Seperti yang kita ketahui bersama, hal-hal yang sudah menjadi tradisi sangat sulit untuk dihentikan. Sudah berbagai upaya dilakukan untuk meniadakan kegiatan-kegiatan seperti ini, tetapi hasilnya selalu saja terjadi lagi...lagi...dan lagi.

Menurut saya, tindakan-tindakan kekerasan seperti ini dilakukan senior hanya untuk menunjukkan kekuasaannya di kampus dengan status senioritas yang disandangnya. Dan kebanyakan senior-senior yang melakukan kekerasan tersebut merupakan salah satu mahasiswa yang prestasinya kurang baik di bidang akademis. Nah, disinilah saatnya mereka menunjukkan kekuasaan atau kesombongannya agar tidak dianggap rendah oleh juniornya.
Tindakan-tindakan kekerasan seperti ini akan membentuk lingkaran kekerasan yang sangat kokoh dan sulit untuk dihancurkan. Artinya akan terus dan terus berlanjut tanpa henti. Apakah generasi seperti ini yang akan meneruskan perjuangan para pahlawan, yang katanya ingin mengisi kemerdekaan, yang akan membangun bangsa. Tidak!! Manusia-manusia seperti ini hanya cocok jadi preman pasar daripada penerus bangsa. Sangat memalukan!!

Inti dari kejadian-kejadian seperti ini adalah kurangnya pemahaman yang dimiliki mereka yang melakukan tindakan kekerasaan tersebut tentang arti “senioritas”. Karena yang ada dibenak mereka senioritas itu berarti senior menindas junior dengan menunjukkan kekuasaannya sebagai senior yang katanya lebih banyak tahu segala hal. Kita semua juga tahu bahwa pemikiran seperti itu adalah pemikiran yang sangat keliru.

Senioritas tidak harus dilakukan dengan menunjukkan kekuasaan atau kesombongan, tidak pula dengan kekerasaan-kekerasaan yang berlebihan, dan tidak pula dengan cacian dan makian yang tidak penting karena tidak melakukan hal-hal yang juga tidak penting yang diperintahkan senior kepada junior.
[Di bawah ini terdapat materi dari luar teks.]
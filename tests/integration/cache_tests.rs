use armpup::library::{DayCache, DayKey, InMemorySource, LibraryError, MediaItem};
use armpup::signal::ShutdownHandler;
use chrono::{DateTime, FixedOffset};

fn at(s: &str) -> DateTime<FixedOffset> {
    DateTime::parse_from_rfc3339(s).unwrap()
}

fn found_id(
    cache: &mut DayCache<InMemorySource>,
    when: &str,
) -> Result<Option<String>, LibraryError> {
    Ok(cache
        .lookup(&at(when), &ShutdownHandler::new())?
        .map(|item| item.id.clone()))
}

#[test]
fn test_end_to_end_single_query() {
    let source = InMemorySource::new(vec![
        MediaItem::new("first", "2021-06-01T12:00:00Z"),
        MediaItem::new("second", "2021-06-02T09:00:00Z"),
    ]);
    let mut cache = DayCache::new(source);

    assert_eq!(
        found_id(&mut cache, "2021-06-01T12:00:00Z").unwrap().as_deref(),
        Some("first")
    );
    assert_eq!(
        found_id(&mut cache, "2021-06-02T09:00:00Z").unwrap().as_deref(),
        Some("second")
    );

    let requests = cache.source().requests();
    assert_eq!(requests.len(), 1);
    assert_eq!(requests[0].start, at("2021-05-31T12:00:00Z"));
    assert_eq!(requests[0].end, at("2021-06-03T12:00:00Z"));
}

#[test]
fn test_exact_match_not_fuzzy() {
    let source = InMemorySource::new(vec![MediaItem::new("a", "2021-03-04T10:00:00Z")]);
    let mut cache = DayCache::new(source);

    assert!(found_id(&mut cache, "2021-03-04T10:00:01Z").unwrap().is_none());
    assert_eq!(
        found_id(&mut cache, "2021-03-04T10:00:00Z").unwrap().as_deref(),
        Some("a")
    );
    assert_eq!(cache.source().query_count(), 1);
}

#[test]
fn test_fractional_remote_time_does_not_match_whole_second() {
    let source = InMemorySource::new(vec![MediaItem::new("frac", "2021-03-04T10:00:00.750Z")]);
    let mut cache = DayCache::new(source);

    assert!(found_id(&mut cache, "2021-03-04T10:00:00Z").unwrap().is_none());
    assert_eq!(
        found_id(&mut cache, "2021-03-04T10:00:00.750Z").unwrap().as_deref(),
        Some("frac")
    );
    assert_eq!(cache.source().query_count(), 1);
}

#[test]
fn test_offset_timestamp_uses_utc_day() {
    let source = InMemorySource::new(vec![MediaItem::new("late", "2021-03-05T04:30:00Z")]);
    let mut cache = DayCache::new(source);

    // 23:30 at -05:00 is 04:30 UTC the next day.
    let id = found_id(&mut cache, "2021-03-04T23:30:00-05:00").unwrap();
    assert_eq!(id.as_deref(), Some("late"));
    assert!(cache.is_resolved(&DayKey::from_ymd(2021, 3, 5).unwrap()));

    let requests = cache.source().requests();
    assert_eq!(requests[0].start.offset().local_minus_utc(), -5 * 3600);
}

#[test]
fn test_empty_day_is_not_queried_twice() {
    let mut cache = DayCache::new(InMemorySource::new(Vec::new()));

    for _ in 0..5 {
        assert!(found_id(&mut cache, "2020-01-01T08:00:00Z").unwrap().is_none());
    }
    assert_eq!(cache.source().query_count(), 1);
    assert_eq!(cache.stats().not_found, 5);
}

#[test]
fn test_neighbour_days_come_from_one_search() {
    let source = InMemorySource::new(vec![
        MediaItem::new("d1", "2022-08-10T06:00:00Z"),
        MediaItem::new("d2", "2022-08-11T06:00:00Z"),
        MediaItem::new("d3", "2022-08-12T06:00:00Z"),
    ])
    .with_page_size(1);
    let mut cache = DayCache::new(source);

    found_id(&mut cache, "2022-08-10T06:00:00Z").unwrap();
    assert_eq!(
        found_id(&mut cache, "2022-08-12T06:00:00Z").unwrap().as_deref(),
        Some("d3")
    );
    assert_eq!(cache.source().query_count(), 1);
    assert_eq!(cache.resolved_days(), 3);
}

#[test]
fn test_malformed_creation_time_fails_and_retries() {
    let source = InMemorySource::new(vec![
        MediaItem::new("ok", "2021-06-01T12:00:00Z"),
        MediaItem::new("bad", "yesterday"),
    ]);
    let mut cache = DayCache::new(source);

    let err = found_id(&mut cache, "2021-06-01T12:00:00Z").unwrap_err();
    assert!(matches!(err, LibraryError::InvalidTimestamp { .. }));
    assert_eq!(cache.resolved_days(), 0);

    // Still failing, but the day is searched again instead of reported missing.
    assert!(found_id(&mut cache, "2021-06-01T12:00:00Z").is_err());
    assert_eq!(cache.source().query_count(), 2);
}

#[test]
fn test_cancelled_search_is_propagated() {
    let source = InMemorySource::new(vec![MediaItem::new("a", "2021-06-01T12:00:00Z")]);
    let mut cache = DayCache::new(source);
    let cancel = ShutdownHandler::new();
    cancel.request_shutdown();

    let err = cache.lookup(&at("2021-06-01T12:00:00Z"), &cancel).unwrap_err();
    assert!(matches!(err, LibraryError::Cancelled));
    assert!(!cache.is_resolved(&DayKey::from_ymd(2021, 6, 1).unwrap()));
}

#[test]
fn test_overlapping_searches_do_not_duplicate_items() {
    let source = InMemorySource::new(vec![MediaItem::new("shared", "2021-06-03T10:00:00Z")]);
    let mut cache = DayCache::new(source);

    // Both search windows cover 2021-06-03.
    found_id(&mut cache, "2021-06-02T10:00:00Z").unwrap();
    found_id(&mut cache, "2021-06-04T10:00:00Z").unwrap();
    assert_eq!(cache.source().query_count(), 2);

    let day = DayKey::from_ymd(2021, 6, 3).unwrap();
    assert_eq!(cache.items(&day).map(|items| items.len()), Some(1));
    assert_eq!(cache.stats().duplicates_skipped, 1);
}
Banyak hal-hal positif yang bermanfaat yang dapat dilakukan oleh para senior untuk juniornya.

Pada dasarnya mahasiswa baru yang masuk ke perguruan tinggi hanya menginginkan satu hal, yaitu pendidikan untuk memperoleh masa depan yang lebih baik. Nyatanya, bagaimana masa depannya baik jika dalam masa studinya banyak mendapatkan kekerasan-kekerasaan baik fisik maupun psikis. Mungkin bagi sebagian besar mahasiswa hal tersebut tidak berpengaruh apa-apa bagi kehidupannya, tetapi tidak sedikit pula yang menderita karenanya. Misalnya saja, kekerasaan fisik yang di dapatnya saat melaksanakan studi menimbulkan dampak pada dirinya, kecacatan misalnya, yang pada awalnya tidak menunjukkan gejala apapun. Begitu juga dengan mahasiswa IPDN atau STIP yang menjadi korban kekerasaan hingga merenggut nyawanya. Cita-citanya menjadi pegawai negeri atau pelaut yang juga sangat dibanggakan orang tua dan keluarganya jadi lenyap begitu saja.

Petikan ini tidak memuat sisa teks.